Dataset content Start Marker

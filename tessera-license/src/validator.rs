//! Token validation and cache-backed re-validation.
//!
//! [`validate`] is fail-fast: a malformed token, an unopenable date segment
//! or an unparseable key surface as errors, while a wrong signature or an
//! expired date is an ordinary `Ok(false)`. [`has_cached_valid_license`] is
//! the one fail-silent entry point and only ever answers with a boolean;
//! [`cached_license_status`] keeps the distinction for callers that need it.

use crate::cache::{CachedLicense, LicenseCache, NamespaceId};
use crate::codec::LicenseToken;
use crate::config::{CacheWritePolicy, LicenseConfig};
use crate::error::LicenseResult;
use chrono::{DateTime, Utc};
use serde::{Deserialize, Serialize};
use std::sync::Arc;
use tessera_crypto::{decrypt_date, derive_key_from_public_key, verify, KeySize};
use tracing::{debug, warn};

/// Outcome of checking a well-formed token.
#[derive(Debug, Clone, Copy, PartialEq, Eq, Serialize, Deserialize)]
pub struct Verdict {
    /// The signature matches the plaintext under the public key.
    pub signature_valid: bool,
    /// The sealed expiration date lies in the past.
    pub expired: bool,
    /// The sealed expiration date, or `None` for a token that never expires.
    pub expires_at: Option<DateTime<Utc>>,
}

impl Verdict {
    /// Returns true if the token authenticates and has not expired.
    #[must_use]
    pub fn is_valid(&self) -> bool {
        self.signature_valid && !self.expired
    }
}

/// Result of re-validating the cached license.
#[derive(Debug, Clone, Copy, PartialEq, Eq, Serialize, Deserialize)]
#[serde(rename_all = "snake_case")]
pub enum CachedLicenseStatus {
    /// Nothing is cached (or no namespace is available).
    NoCachedLicense,
    /// A license is cached but is expired or does not authenticate.
    Invalid,
    /// A license is cached and valid.
    Valid,
}

/// Collaborators the validator needs besides the token itself.
#[derive(Clone)]
pub struct ValidationContext {
    cache: Arc<dyn LicenseCache>,
    namespace: Option<NamespaceId>,
    key_size: KeySize,
    write_policy: CacheWritePolicy,
}

impl ValidationContext {
    /// Creates a context with the default key size and write policy.
    ///
    /// With `namespace` set to `None` the cache is treated as unavailable:
    /// reads find nothing and writes are skipped.
    pub fn new(cache: Arc<dyn LicenseCache>, namespace: Option<NamespaceId>) -> Self {
        Self {
            cache,
            namespace,
            key_size: KeySize::default(),
            write_policy: CacheWritePolicy::default(),
        }
    }

    /// Builds a context from configuration, opening the configured cache.
    pub fn from_config(config: &LicenseConfig) -> LicenseResult<Self> {
        Ok(Self::new(config.open_cache()?, config.namespace())
            .with_key_size(config.key_size)
            .with_write_policy(config.write_policy))
    }

    /// Sets the symmetric key size tokens were issued with.
    #[must_use]
    pub fn with_key_size(mut self, key_size: KeySize) -> Self {
        self.key_size = key_size;
        self
    }

    /// Sets when validation results are cached.
    #[must_use]
    pub fn with_write_policy(mut self, write_policy: CacheWritePolicy) -> Self {
        self.write_policy = write_policy;
        self
    }

    /// Returns the cache namespace, if any.
    pub fn namespace(&self) -> Option<&NamespaceId> {
        self.namespace.as_ref()
    }

    /// Returns the configured key size.
    pub fn key_size(&self) -> KeySize {
        self.key_size
    }

    /// Returns the configured write policy.
    pub fn write_policy(&self) -> CacheWritePolicy {
        self.write_policy
    }
}

impl std::fmt::Debug for ValidationContext {
    fn fmt(&self, f: &mut std::fmt::Formatter<'_>) -> std::fmt::Result {
        f.debug_struct("ValidationContext")
            .field("namespace", &self.namespace)
            .field("key_size", &self.key_size)
            .field("write_policy", &self.write_policy)
            .finish_non_exhaustive()
    }
}

/// Checks a token against `plaintext` and `public_key_pem` at time `now`.
///
/// Touches no cache.
pub fn evaluate(
    token: &str,
    plaintext: &str,
    public_key_pem: &str,
    key_size: KeySize,
    now: DateTime<Utc>,
) -> LicenseResult<Verdict> {
    let token = LicenseToken::parse(token)?;

    let key = derive_key_from_public_key(public_key_pem, key_size)?;
    let expires_at = decrypt_date(token.date_segment(), &key)?;
    let expired = expires_at.is_some_and(|date| date < now);

    let signature_valid = verify(plaintext, token.signature_segment(), public_key_pem)?;

    Ok(Verdict {
        signature_valid,
        expired,
        expires_at,
    })
}

/// Validates a token and caches it.
///
/// Returns `Ok(true)` only for an authentic, unexpired token.
pub fn validate(
    token: &str,
    plaintext: &str,
    public_key_pem: &str,
    ctx: &ValidationContext,
) -> LicenseResult<bool> {
    validate_at(token, plaintext, public_key_pem, ctx, Utc::now())
}

/// [`validate`] with an explicit current time.
pub fn validate_at(
    token: &str,
    plaintext: &str,
    public_key_pem: &str,
    ctx: &ValidationContext,
    now: DateTime<Utc>,
) -> LicenseResult<bool> {
    let verdict = evaluate(token, plaintext, public_key_pem, ctx.key_size, now)?;

    debug!(
        signature_valid = verdict.signature_valid,
        expired = verdict.expired,
        "Validated license token"
    );

    record_validation(ctx, token, plaintext, &verdict);
    Ok(verdict.is_valid())
}

/// Post-validation hook: writes `(token, plaintext)` to the cache as the
/// context's write policy allows.
///
/// Returns whether a record was written. Cache failures are logged and never
/// change the validation outcome.
pub fn record_validation(
    ctx: &ValidationContext,
    token: &str,
    plaintext: &str,
    verdict: &Verdict,
) -> bool {
    let Some(namespace) = &ctx.namespace else {
        return false;
    };

    if ctx.write_policy == CacheWritePolicy::OnlyValid && !verdict.is_valid() {
        return false;
    }

    match ctx
        .cache
        .put(namespace, CachedLicense::new(token, plaintext))
    {
        Ok(()) => true,
        Err(e) => {
            warn!("Failed to cache license for {}: {}", namespace, e);
            false
        }
    }
}

/// Loads the cached license, if any.
pub fn cached_license(ctx: &ValidationContext) -> LicenseResult<Option<CachedLicense>> {
    match &ctx.namespace {
        Some(namespace) => ctx.cache.get(namespace),
        None => Ok(None),
    }
}

/// Removes the cached license. Does nothing when none is cached.
pub fn remove_cached_license(ctx: &ValidationContext) -> LicenseResult<()> {
    match &ctx.namespace {
        Some(namespace) => ctx.cache.remove(namespace),
        None => Ok(()),
    }
}

/// Re-validates the cached license against `public_key_pem`.
///
/// Errors (unreadable cache, corrupted or tampered token) are returned
/// rather than folded into [`CachedLicenseStatus::Invalid`].
pub fn cached_license_status(
    public_key_pem: &str,
    ctx: &ValidationContext,
) -> LicenseResult<CachedLicenseStatus> {
    cached_license_status_at(public_key_pem, ctx, Utc::now())
}

/// [`cached_license_status`] with an explicit current time.
pub fn cached_license_status_at(
    public_key_pem: &str,
    ctx: &ValidationContext,
    now: DateTime<Utc>,
) -> LicenseResult<CachedLicenseStatus> {
    let Some(cached) = cached_license(ctx)? else {
        return Ok(CachedLicenseStatus::NoCachedLicense);
    };

    if validate_at(&cached.token, &cached.plaintext, public_key_pem, ctx, now)? {
        Ok(CachedLicenseStatus::Valid)
    } else {
        Ok(CachedLicenseStatus::Invalid)
    }
}

/// Returns true if a valid license is cached.
///
/// Intentionally collapses "nothing cached", "cached but invalid" and
/// "cached but unverifiable" into `false`; use [`cached_license_status`] to
/// tell them apart.
pub fn has_cached_valid_license(public_key_pem: &str, ctx: &ValidationContext) -> bool {
    match cached_license_status(public_key_pem, ctx) {
        Ok(status) => status == CachedLicenseStatus::Valid,
        Err(e) => {
            debug!("Cached license could not be verified: {}", e);
            false
        }
    }
}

Dataset content End Marker

How many lines in the entries above hold the string "crate"? Answer with the number and nothing more.

**Output for this task:**
4